Esperanza even caught the eye of Hall and Oates musician, Joseph Oates, another Rock and Roll Hall of Famer to buy into a city that’s got Bruce Springsteen written all over it.
But these projects were too much and too soon for a city struggling to recover from 1970s race riots, crime and political corruption. North Beach had trouble filling its condos, and the $100 million Esperanza, which means “hope” in Spanish, never lived up to its name. The developer filed for bankruptcy in 2011 and all that remains are the bare bones of its foundation — an oceanfront eyesore.
City hall officials, developers and realtors now think smaller projects away from the oceanfront and near the downtown area are the best way to revive a city that was once an entertainment mecca for the Jersey Shore. They want to draw an atypical type of Shore resident.
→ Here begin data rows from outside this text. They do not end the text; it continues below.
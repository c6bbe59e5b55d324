//! Request handlers for the API endpoints.

use std::sync::Arc;

use axum::Json;
use axum::extract::{Path, Query, State};
use axum::http::StatusCode;
use axum::response::IntoResponse;

use super::AppState;
use super::types::{ErrorResponse, StepQuery};
use crate::io::PublicationRow;
use crate::sensor::PublishedState;

/// `GET /sensors` → 200 + `Vec<PublishedState>` JSON
pub async fn list_sensors(State(state): State<Arc<AppState>>) -> Json<Vec<PublishedState>> {
    Json(state.sensors.clone())
}

/// Returns the latest publication of one sensor.
///
/// `GET /sensors/{unique_id}` → 200 + `PublishedState` JSON
/// `GET /sensors/unknown` → 404 + `ErrorResponse`
pub async fn get_sensor(
    State(state): State<Arc<AppState>>,
    Path(unique_id): Path<String>,
) -> impl IntoResponse {
    state
        .sensors
        .iter()
        .find(|s| s.unique_id == unique_id)
        .cloned()
        .map(Json)
        .ok_or_else(|| {
            (
                StatusCode::NOT_FOUND,
                Json(ErrorResponse::new(format!("unknown sensor \"{unique_id}\""))),
            )
        })
}

/// Returns the publication log, optionally filtered by step range.
///
/// `GET /publications` → 200 + `Vec<PublicationRow>` JSON
/// `GET /publications?from=N&to=M` → filtered range (inclusive)
/// `GET /publications?from=10&to=5` → 400 + `ErrorResponse`
pub async fn get_publications(
    State(state): State<Arc<AppState>>,
    Query(query): Query<StepQuery>,
) -> impl IntoResponse {
    let from = query.from.unwrap_or(0);
    let to = query.to.unwrap_or(usize::MAX);

    if from > to {
        return Err((
            StatusCode::BAD_REQUEST,
            Json(ErrorResponse::new(format!(
                "`from` ({from}) must be <= `to` ({to})"
            ))),
        ));
    }

    let rows: Vec<PublicationRow> = state
        .publications
        .iter()
        .filter(|r| r.step >= from && r.step <= to)
        .cloned()
        .collect();

    Ok(Json(rows))
}
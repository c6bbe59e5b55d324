use std::collections::BTreeMap;

use tracing::{debug, trace};

use super::{
    ChangeCallback, ChangeNotifier, OutputSink, SourceState, StateChange, StateSource,
    Subscription, SubscriptionToken,
};
use crate::sensor::PublishedState;

/// Sensor states keyed by entity id.
#[derive(Debug, Clone, Default)]
pub struct MemoryStates {
    states: BTreeMap<String, SourceState>,
}

impl StateSource for MemoryStates {
    fn get_state(&self, entity_id: &str) -> Option<&SourceState> {
        self.states.get(entity_id)
    }
}

struct Subscriber {
    entity_ids: Vec<String>,
    token: SubscriptionToken,
    callback: ChangeCallback,
}

impl Subscriber {
    fn tracks(&self, entity_id: &str) -> bool {
        self.entity_ids.iter().any(|id| id == entity_id)
    }
}

/// In-memory host: state registry, change notifications, and publication sink.
///
/// Notifications are delivered synchronously from [`MemoryHost::set_state`]
/// and [`MemoryHost::remove_state`], one subscriber at a time, and only when
/// the stored state actually changed. Each callback's returned state is
/// published to the host's own sink.
///
/// # Examples
///
/// ```
/// use powermix::host::{MemoryHost, SourceState, StateSource};
///
/// let mut host = MemoryHost::new();
/// host.set_state("sensor.main", SourceState::new("500").with_unit("W"));
/// assert!(host.get_state("sensor.main").is_some());
/// ```
#[derive(Default)]
pub struct MemoryHost {
    states: MemoryStates,
    subscribers: Vec<Subscriber>,
    latest: BTreeMap<String, PublishedState>,
    pending: Vec<PublishedState>,
}

impl MemoryHost {
    /// Creates an empty host.
    pub fn new() -> Self {
        Self::default()
    }

    /// Stores `state` for `entity_id` and notifies subscribers if it changed.
    ///
    /// Returns the number of subscribers notified.
    pub fn set_state(&mut self, entity_id: impl Into<String>, state: SourceState) -> usize {
        let entity_id = entity_id.into();
        let old_state = self.states.states.insert(entity_id.clone(), state.clone());
        self.notify(entity_id, old_state, Some(state))
    }

    /// Removes `entity_id` and notifies subscribers if it existed.
    ///
    /// Returns the number of subscribers notified.
    pub fn remove_state(&mut self, entity_id: &str) -> usize {
        let old_state = self.states.states.remove(entity_id);
        self.notify(entity_id.to_string(), old_state, None)
    }

    fn notify(
        &mut self,
        entity_id: String,
        old_state: Option<SourceState>,
        new_state: Option<SourceState>,
    ) -> usize {
        if old_state == new_state {
            trace!(entity_id = %entity_id, "state unchanged, skipping notification");
            return 0;
        }
        let change = StateChange {
            entity_id,
            old_state,
            new_state,
        };

        self.subscribers.retain(|s| s.token.is_active());

        let mut notified = 0;
        for subscriber in &mut self.subscribers {
            if !subscriber.token.is_active() || !subscriber.tracks(&change.entity_id) {
                continue;
            }
            let published = (subscriber.callback)(&self.states, &change);
            record(&mut self.latest, &mut self.pending, published);
            notified += 1;
        }
        trace!(entity_id = %change.entity_id, notified, "state change dispatched");
        notified
    }

    /// Latest publication of the sensor with `unique_id`.
    pub fn latest(&self, unique_id: &str) -> Option<&PublishedState> {
        self.latest.get(unique_id)
    }

    /// Latest publication of every sensor, ordered by unique id.
    pub fn latest_states(&self) -> Vec<PublishedState> {
        self.latest.values().cloned().collect()
    }

    /// Takes every publication made since the previous call, in order.
    pub fn drain_publications(&mut self) -> Vec<PublishedState> {
        std::mem::take(&mut self.pending)
    }

    /// Number of subscriptions that have not been cancelled.
    pub fn active_subscriptions(&self) -> usize {
        self.subscribers
            .iter()
            .filter(|s| s.token.is_active())
            .count()
    }

    /// Read view of the stored states.
    pub fn states(&self) -> &MemoryStates {
        &self.states
    }
}

fn record(
    latest: &mut BTreeMap<String, PublishedState>,
    pending: &mut Vec<PublishedState>,
    state: PublishedState,
) {
    debug!(
        unique_id = %state.unique_id,
        value = ?state.value,
        unit = ?state.unit,
        "published"
    );
    latest.insert(state.unique_id.clone(), state.clone());
    pending.push(state);
}

impl StateSource for MemoryHost {
    fn get_state(&self, entity_id: &str) -> Option<&SourceState> {
        self.states.get_state(entity_id)
    }
}

impl ChangeNotifier for MemoryHost {
    fn subscribe(&mut self, entity_ids: &[String], callback: ChangeCallback) -> Subscription {
        let subscription = Subscription::new();
        self.subscribers.push(Subscriber {
            entity_ids: entity_ids.to_vec(),
            token: subscription.token(),
            callback,
        });
        debug!(?entity_ids, "subscribed");
        subscription
    }
}

impl OutputSink for MemoryHost {
    fn publish(&mut self, state: PublishedState) {
        record(&mut self.latest, &mut self.pending, state);
    }
}
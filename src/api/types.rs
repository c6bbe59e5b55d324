//! API response and query types.

use serde::{Deserialize, Serialize};

/// Optional range query parameters for the publications endpoint.
#[derive(Debug, Deserialize)]
pub struct StepQuery {
    /// First step (inclusive).
    pub from: Option<usize>,
    /// Last step (inclusive).
    pub to: Option<usize>,
}

/// Error response body for 4xx errors.
#[derive(Debug, Serialize)]
pub struct ErrorResponse {
    /// Human-readable error message.
    pub error: String,
}

impl ErrorResponse {
    pub fn new(error: impl Into<String>) -> Self {
        Self {
            error: error.into(),
        }
    }
}
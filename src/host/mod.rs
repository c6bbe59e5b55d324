//! Boundary to the platform that owns sensor states.
//!
//! The platform is modelled as three small traits: a point-in-time state
//! lookup ([`StateSource`]), a change subscription ([`ChangeNotifier`]), and
//! a publication sink ([`OutputSink`]). [`memory::MemoryHost`] implements all
//! three in memory.

/// In-memory host used by the CLI replay and the tests.
pub mod memory;

use std::cell::Cell;
use std::rc::Rc;

use crate::calc::NumberLike;
use crate::sensor::PublishedState;

pub use memory::MemoryHost;

/// Current state of one source sensor as held by the host.
#[derive(Debug, Clone, PartialEq, Default)]
pub struct SourceState {
    /// Raw state value.
    pub state: NumberLike,
    /// Reported unit label, verbatim.
    pub unit_of_measurement: Option<String>,
    /// Human-friendly label of the source.
    pub friendly_name: Option<String>,
}

impl SourceState {
    /// Creates a state with no unit and no friendly name.
    pub fn new(state: impl Into<NumberLike>) -> Self {
        Self {
            state: state.into(),
            unit_of_measurement: None,
            friendly_name: None,
        }
    }

    /// Sets the unit label.
    pub fn with_unit(mut self, unit: impl Into<String>) -> Self {
        self.unit_of_measurement = Some(unit.into());
        self
    }

    /// Sets the friendly name.
    pub fn with_friendly_name(mut self, name: impl Into<String>) -> Self {
        self.friendly_name = Some(name.into());
        self
    }
}

/// Synchronous, in-memory read of the current state of a sensor.
pub trait StateSource {
    /// Returns the current state of `entity_id`, or `None` if it does not exist.
    fn get_state(&self, entity_id: &str) -> Option<&SourceState>;
}

/// Notification payload delivered to subscribers.
#[derive(Debug, Clone, PartialEq)]
pub struct StateChange {
    /// Sensor whose state changed.
    pub entity_id: String,
    /// State before the change (`None` if the sensor did not exist).
    pub old_state: Option<SourceState>,
    /// State after the change (`None` if the sensor was removed).
    pub new_state: Option<SourceState>,
}

/// Callback invoked for every change of a tracked sensor.
///
/// Receives a read view of all current states and returns the state the
/// subscriber wants published.
pub type ChangeCallback = Box<dyn FnMut(&dyn StateSource, &StateChange) -> PublishedState>;

/// Registers callbacks for state changes of a set of sensors.
pub trait ChangeNotifier {
    /// Invokes `callback` sequentially whenever any of `entity_ids` changes.
    ///
    /// The registration lives as long as the returned [`Subscription`].
    fn subscribe(&mut self, entity_ids: &[String], callback: ChangeCallback) -> Subscription;
}

/// Receives every state a sensor publishes.
pub trait OutputSink {
    /// Publishes `state`. Assumed to always succeed.
    fn publish(&mut self, state: PublishedState);
}

/// Handle to an active change registration.
///
/// [`Subscription::cancel`] is idempotent; dropping the handle cancels it, so
/// a registration never outlives its owner.
#[derive(Debug)]
#[must_use = "dropping a Subscription cancels it"]
pub struct Subscription {
    active: Rc<Cell<bool>>,
}

/// Host-side view of a [`Subscription`], used to skip cancelled callbacks.
#[derive(Debug, Clone)]
pub struct SubscriptionToken {
    active: Rc<Cell<bool>>,
}

impl SubscriptionToken {
    /// Returns `true` until the owning subscription is cancelled or dropped.
    pub fn is_active(&self) -> bool {
        self.active.get()
    }
}

impl Subscription {
    /// Creates an active subscription handle.
    pub fn new() -> Self {
        Self {
            active: Rc::new(Cell::new(true)),
        }
    }

    /// Returns a token the host keeps alongside the registered callback.
    pub fn token(&self) -> SubscriptionToken {
        SubscriptionToken {
            active: Rc::clone(&self.active),
        }
    }

    /// Returns `true` until cancelled.
    pub fn is_active(&self) -> bool {
        self.active.get()
    }

    /// Deregisters the callback. Calling it again has no effect.
    pub fn cancel(&self) {
        self.active.set(false);
    }
}

impl Default for Subscription {
    fn default() -> Self {
        Self::new()
    }
}

impl Drop for Subscription {
    fn drop(&mut self) {
        self.cancel();
    }
}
“There aren’t any other towns like Asbury Park,” said Patrick Schiavino, a realtor and long-time Asbury Park property investor. “We’re not a sleepy Shore town. We’re kind of like Brooklyn by the sea.”
Schiavino said a lot of people moving to Asbury Park are retired couples from the New York City area who want to be by the water, but also want to be a part of a vibrant arts and culture scene. He said the city tends to attract artists, musicians and the LGBT community.
He admits Asbury Park is not for everyone. Families with children are not likely to be drawn there, he said, because the school system is “problematic,” and there aren’t many neighborhoods where children can “go out and play in the streets.”
Developers are focusing on the downtown area, taking advantage of existing structures and turning them into mixed residential and commercial units.
Sackman Enterprises, a Manhattan-based real estate management and development company, has restored the historic Steinbach building with 63 apartment units, as well as several other buildings in the area, said Carter Sackman, president.
Three months ago, Sackman purchased the Kinmouth building on Mattison Ave., which the historic Savoy theater occupies, for just under $2.5 million. Along with restoring the 20,000-square-foot theater, which has been vacant for decades, the company plans to utilize 4,500 square feet for retail space and 18,000 square feet of the upper four floors for 48 studio apartments.
Sackman said the company has budgeted $8 million for improvements and the apartments would probably start at $850 per month once they are ready to be rented.
The movement away from oceanfront development toward downtown areas reflects a trend, according to Roland Anglin, the director of the Joseph C. Cornwall Center for Metropolitan Studies at Rutgers-Newark.
“The last real housing crunch has really changed the way that people view housing,” Anglin said. “We won’t be seeing large-scale towers on the ocean because the demand is not there.”
He said downtown development is an “urbanist’s dream.”